Come combattere le emorroidi, cosa bisogna mangiare?

Vuoi 'combattere' le emorroidi? Non riesci più a sopportare il disagio, la soluzione comincia dalle tue abitudini alimentari.

Vuoi ‘combattere’ le emorroidi? Non riesci più a sopportare il disagio, la soluzione comincia dalle tue abitudini alimentari. Un elenco del cibo permesso a tavola sarà una delle soluzioni al tuo problema.

Emorroidi e alimentazione

Intanto iniziamo dalla comprensione delle emorroidi, un insieme di vasi sanguigni e tessuto fibroso che si trovano al di sotto della mucosa del canale anale, formando un plesso, e che hanno la peculiarità di partecipare al meccanismo di continenza fecale.
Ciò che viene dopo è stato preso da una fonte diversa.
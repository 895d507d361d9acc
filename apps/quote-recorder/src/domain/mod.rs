//! Domain Layer - Core quote types and validation.
//!
//! Pure types with no I/O. Everything here can be exercised without a
//! network connection or a database.

/// Quote records and the validator that produces them.
pub mod quote;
Una loro infiammazione, e chi ne soffre lo sa bene, comporta dolore e gonfiore dando origine alla sindrome emorroidaria.

Fonti scientifiche stimano che circa la metà delle persone con più di 50 anni di età ha avuto, in maniera più o meno acuta, un problema di emorroidi. Quindi parliamo di un problema molto diffuso, soprattutto tra le donne durante la gravidanza.
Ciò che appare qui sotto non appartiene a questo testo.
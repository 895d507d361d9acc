//! Health Check and Metrics Endpoint
//!
//! HTTP endpoint for health checks, connection status, and Prometheus
//! metrics.
//!
//! # Endpoints
//!
//! - `GET /health` - JSON health status
//! - `GET /healthz` - liveness probe (simple OK)
//! - `GET /readyz` - readiness probe (ready while the quote channel is open)
//! - `GET /metrics` - Prometheus metrics in text format

use std::net::SocketAddr;
use std::sync::Arc;
use std::time::Instant;

use axum::{Json, Router, extract::State, http::StatusCode, response::IntoResponse, routing::get};
use chrono::{DateTime, Utc};
use serde::Serialize;
use tokio::net::TcpListener;
use tokio_util::sync::CancellationToken;

use crate::application::services::pipeline::{IngestStats, IngestStatsSnapshot};
use crate::application::services::subscription::SubscriptionController;
use crate::application::services::supervisor::{ConnectionState, ConnectionStatus};
use crate::infrastructure::metrics::get_metrics_handle;
use crate::infrastructure::storage::{WriterReport, WriterStats};

// =============================================================================
// Health Response Types
// =============================================================================

/// Health check response.
#[derive(Debug, Clone, Serialize)]
pub struct HealthResponse {
    /// Overall status.
    pub status: HealthStatus,
    /// Recorder version.
    pub version: String,
    /// Process uptime in seconds.
    pub uptime_secs: u64,
    /// Current time.
    pub current_time: DateTime<Utc>,
    /// Quote channel status.
    pub connection: ConnectionInfo,
    /// Message outcome counters.
    pub ingest: IngestStatsSnapshot,
    /// Subscription renewal status.
    pub subscription: SubscriptionInfo,
    /// Background writer counters, when a queued writer is running.
    #[serde(skip_serializing_if = "Option::is_none")]
    pub storage: Option<WriterReport>,
}

/// Overall health status.
#[derive(Debug, Clone, Copy, PartialEq, Eq, Serialize)]
#[serde(rename_all = "lowercase")]
pub enum HealthStatus {
    /// Channel open, quotes flowing.
    Healthy,
    /// Connecting or not yet started.
    Degraded,
    /// Channel closed or failed.
    Unhealthy,
}

/// Quote channel status.
#[derive(Debug, Clone, Serialize)]
pub struct ConnectionInfo {
    /// Lifecycle state.
    pub state: ConnectionState,
    /// Whether the channel is open.
    pub connected: bool,
    /// Times the channel reached `Open`.
    pub connections_opened: u64,
    /// Reconnect attempts since the last open.
    pub reconnect_attempts: u32,
    /// When the channel last opened.
    pub last_opened_at: Option<DateTime<Utc>>,
    /// Last transport error.
    pub last_error: Option<String>,
}

/// Subscription renewal status.
#[derive(Debug, Clone, Serialize)]
pub struct SubscriptionInfo {
    /// Renewal cadence in seconds.
    pub renewal_interval_secs: u64,
    /// Renewals sent.
    pub renewals_sent: u64,
    /// Subscribe frames that failed to send.
    pub send_failures: u64,
}

// =============================================================================
// Health Server State
// =============================================================================

/// Shared state for the health server.
pub struct HealthServerState {
    version: String,
    started_at: Instant,
    connection: Arc<ConnectionStatus>,
    ingest: Arc<IngestStats>,
    subscription: Arc<SubscriptionController>,
    writer: Option<Arc<WriterStats>>,
}

impl HealthServerState {
    /// Create new health server state.
    #[must_use]
    pub fn new(
        version: String,
        connection: Arc<ConnectionStatus>,
        ingest: Arc<IngestStats>,
        subscription: Arc<SubscriptionController>,
    ) -> Self {
        Self {
            version,
            started_at: Instant::now(),
            connection,
            ingest,
            subscription,
            writer: None,
        }
    }

    /// Report the counters of a background writer.
    #[must_use]
    pub fn with_writer_stats(mut self, writer: Arc<WriterStats>) -> Self {
        self.writer = Some(writer);
        self
    }
}

// =============================================================================
// Health Server
// =============================================================================

/// Health check HTTP server.
pub struct HealthServer {
    port: u16,
    state: Arc<HealthServerState>,
    cancel: CancellationToken,
}

impl HealthServer {
    /// Create a new health server.
    #[must_use]
    pub const fn new(port: u16, state: Arc<HealthServerState>, cancel: CancellationToken) -> Self {
        Self {
            port,
            state,
            cancel,
        }
    }

    /// Run the health server until cancelled.
    ///
    /// # Errors
    ///
    /// Returns `HealthServerError` if binding fails or the HTTP server
    /// encounters a fatal error while running.
    pub async fn run(self) -> Result<(), HealthServerError> {
        let app = Router::new()
            .route("/health", get(health_handler))
            .route("/healthz", get(liveness_handler))
            .route("/readyz", get(readiness_handler))
            .route("/metrics", get(metrics_handler))
            .with_state(self.state);

        let addr = SocketAddr::from(([0, 0, 0, 0], self.port));
        let listener = TcpListener::bind(addr)
            .await
            .map_err(|e| HealthServerError::BindFailed(self.port, e.to_string()))?;

        tracing::info!(port = self.port, "Health server listening");

        axum::serve(listener, app)
            .with_graceful_shutdown(self.cancel.cancelled_owned())
            .await
            .map_err(|e| HealthServerError::ServerFailed(e.to_string()))?;

        tracing::info!("Health server stopped");
        Ok(())
    }
}

// =============================================================================
// HTTP Handlers
// =============================================================================

async fn health_handler(State(state): State<Arc<HealthServerState>>) -> impl IntoResponse {
    let response = build_health_response(&state);
    let status_code = match response.status {
        HealthStatus::Healthy | HealthStatus::Degraded => StatusCode::OK,
        HealthStatus::Unhealthy => StatusCode::SERVICE_UNAVAILABLE,
    };
    (status_code, Json(response))
}

async fn liveness_handler() -> impl IntoResponse {
    (StatusCode::OK, "OK")
}

async fn readiness_handler(State(state): State<Arc<HealthServerState>>) -> impl IntoResponse {
    if state.connection.state() == ConnectionState::Open {
        (StatusCode::OK, "READY")
    } else {
        (StatusCode::SERVICE_UNAVAILABLE, "NOT READY")
    }
}

async fn metrics_handler() -> impl IntoResponse {
    get_metrics_handle().map_or_else(
        || {
            (
                StatusCode::SERVICE_UNAVAILABLE,
                [("content-type", "text/plain")],
                "Metrics not initialized".to_string(),
            )
        },
        |handle| {
            (
                StatusCode::OK,
                [("content-type", "text/plain; version=0.0.4; charset=utf-8")],
                handle.render(),
            )
        },
    )
}

fn build_health_response(state: &HealthServerState) -> HealthResponse {
    let connection_state = state.connection.state();

    HealthResponse {
        status: health_status(connection_state),
        version: state.version.clone(),
        uptime_secs: state.started_at.elapsed().as_secs(),
        current_time: Utc::now(),
        connection: ConnectionInfo {
            state: connection_state,
            connected: connection_state == ConnectionState::Open,
            connections_opened: state.connection.connections_opened(),
            reconnect_attempts: state.connection.reconnect_attempts(),
            last_opened_at: state.connection.last_opened_at(),
            last_error: state.connection.last_error(),
        },
        ingest: state.ingest.snapshot(),
        subscription: SubscriptionInfo {
            renewal_interval_secs: state.subscription.interval().as_secs(),
            renewals_sent: state.subscription.renewals_sent(),
            send_failures: state.subscription.send_failures(),
        },
        storage: state.writer.as_ref().map(|w| w.snapshot()),
    }
}

const fn health_status(state: ConnectionState) -> HealthStatus {
    match state {
        ConnectionState::Open => HealthStatus::Healthy,
        ConnectionState::Idle | ConnectionState::Connecting => HealthStatus::Degraded,
        ConnectionState::Closed | ConnectionState::Failed => HealthStatus::Unhealthy,
    }
}

// =============================================================================
// Errors
// =============================================================================

/// Health server errors.
#[derive(Debug, thiserror::Error)]
pub enum HealthServerError {
    /// Failed to bind to port.
    #[error("failed to bind to port {0}: {1}")]
    BindFailed(u16, String),

    /// Server error.
    #[error("server error: {0}")]
    ServerFailed(String),
}

// =============================================================================
// Tests
// =============================================================================

#[cfg(test)]
mod tests {
    use std::time::Duration;

    use super::*;
    use crate::application::services::pipeline::QuotePipeline;
    use crate::application::services::subscription::SubscriptionSettings;
    use crate::application::services::supervisor::{ChannelEvent, ConnectionSupervisor};
    use crate::application::services::testing::{MemorySink, RecordingSender};

    fn supervisor() -> ConnectionSupervisor<MemorySink> {
        let controller = Arc::new(SubscriptionController::new(
            SubscriptionSettings::all_instruments("token"),
            Duration::from_secs(600),
        )
        .unwrap());
        ConnectionSupervisor::new(QuotePipeline::new(MemorySink::default()), controller)
    }

    fn state_for(supervisor: &ConnectionSupervisor<MemorySink>) -> HealthServerState {
        HealthServerState::new(
            "0.1.0".to_string(),
            supervisor.status(),
            supervisor.pipeline().stats(),
            supervisor.controller(),
        )
    }

    #[test]
    fn health_status_serialization() {
        assert_eq!(
            serde_json::to_string(&HealthStatus::Healthy).unwrap(),
            "\"healthy\""
        );
        assert_eq!(
            serde_json::to_string(&HealthStatus::Unhealthy).unwrap(),
            "\"unhealthy\""
        );
    }

    #[test]
    fn status_follows_connection_state() {
        assert_eq!(health_status(ConnectionState::Open), HealthStatus::Healthy);
        assert_eq!(health_status(ConnectionState::Idle), HealthStatus::Degraded);
        assert_eq!(health_status(ConnectionState::Connecting), HealthStatus::Degraded);
        assert_eq!(health_status(ConnectionState::Closed), HealthStatus::Unhealthy);
        assert_eq!(health_status(ConnectionState::Failed), HealthStatus::Unhealthy);
    }

    #[test]
    fn idle_recorder_is_degraded() {
        let supervisor = supervisor();

        let response = build_health_response(&state_for(&supervisor));

        assert_eq!(response.status, HealthStatus::Degraded);
        assert!(!response.connection.connected);
        assert_eq!(response.subscription.renewal_interval_secs, 600);
        assert_eq!(response.ingest, IngestStatsSnapshot::default());
    }

    #[tokio::test(start_paused = true)]
    async fn open_recorder_reports_counters() {
        let mut supervisor = supervisor();
        let state = state_for(&supervisor);
        supervisor.connect().unwrap();
        supervisor
            .handle_event(ChannelEvent::Opened(Arc::new(RecordingSender::default())))
            .await;
        supervisor
            .handle_event(ChannelEvent::Message(
                r#"{"data":{"symbol":"SBER","time":1,"bid":1.0,"ask":1.1,"last_price":1.05,"volume":10}}"#
                    .to_string(),
            ))
            .await;

        let response = build_health_response(&state);

        assert_eq!(response.status, HealthStatus::Healthy);
        assert!(response.connection.connected);
        assert_eq!(response.connection.connections_opened, 1);
        assert_eq!(response.ingest.accepted, 1);
        assert!(response.storage.is_none());

        let json = serde_json::to_value(&response).unwrap();
        assert_eq!(json["connection"]["state"], "open");
    }

    #[test]
    fn writer_failures_are_reported() {
        use crate::application::ports::QuoteSink;
        use crate::infrastructure::storage::{QueuedQuoteSink, SqliteQuoteStore};

        let dir = tempfile::tempdir().unwrap();
        let store = SqliteQuoteStore::new(dir.path().join("quotes.db"));
        let (sink, writer) = QueuedQuoteSink::start(store, 8).unwrap();
        let supervisor = supervisor();
        let state = state_for(&supervisor).with_writer_stats(sink.writer_stats());

        // table missing, so the writer drops the record
        sink.append(crate::domain::quote::QuoteRecord {
            symbol: "SBER".to_string(),
            time: 1,
            bid: 1.0,
            ask: 1.1,
            last_price: 1.05,
            volume: 10,
        })
        .unwrap();
        drop(sink);
        writer.join().unwrap();

        let response = build_health_response(&state);

        assert_eq!(response.storage, Some(WriterReport { written: 0, failed: 1 }));
        let json = serde_json::to_value(&response).unwrap();
        assert_eq!(json["storage"]["failed"], 1);
    }

    #[tokio::test(start_paused = true)]
    async fn failed_recorder_reports_error() {
        let mut supervisor = supervisor();
        let state = state_for(&supervisor);
        supervisor.connect().unwrap();
        supervisor
            .handle_event(ChannelEvent::Error("connection refused".to_string()))
            .await;

        let response = build_health_response(&state);

        assert_eq!(response.status, HealthStatus::Unhealthy);
        assert_eq!(
            response.connection.last_error.as_deref(),
            Some("connection refused")
        );
    }
}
E come ben saprete, quando queste si infiammano possono restare all’interno dell’ano oppure fuoriuscire.

A seconda della gravità del prolasso si può fare riferimento a 4 stadi di seguito elencati:

I stadio: emorroidi interne non prolassanti
II stadio: emorroidi prolassanti ma spontaneamente riducibili
III stadio: emorroidi prolassanti che richiedono la riduzione manuale
IV stadio: emorroidi costantemente prolassate

La sintomatologia emorroidaria può variare, in genere si riconoscono [Fonte: humanitas.it]:

dolore, in particolare durante la defecazione o mentre si è seduti;
piccole perdite di sangue, che solitamente si osservano dopo la defecazione e sono dovute a rotture dei vasi sanguigni;
prurito e forte disagio;
sensazioni di gonfiore o di corpo estraneo nell’ano;
in qualche caso, una perdita anomala di feci;
presenza al tatto di corpi morbidi esterni all’ano.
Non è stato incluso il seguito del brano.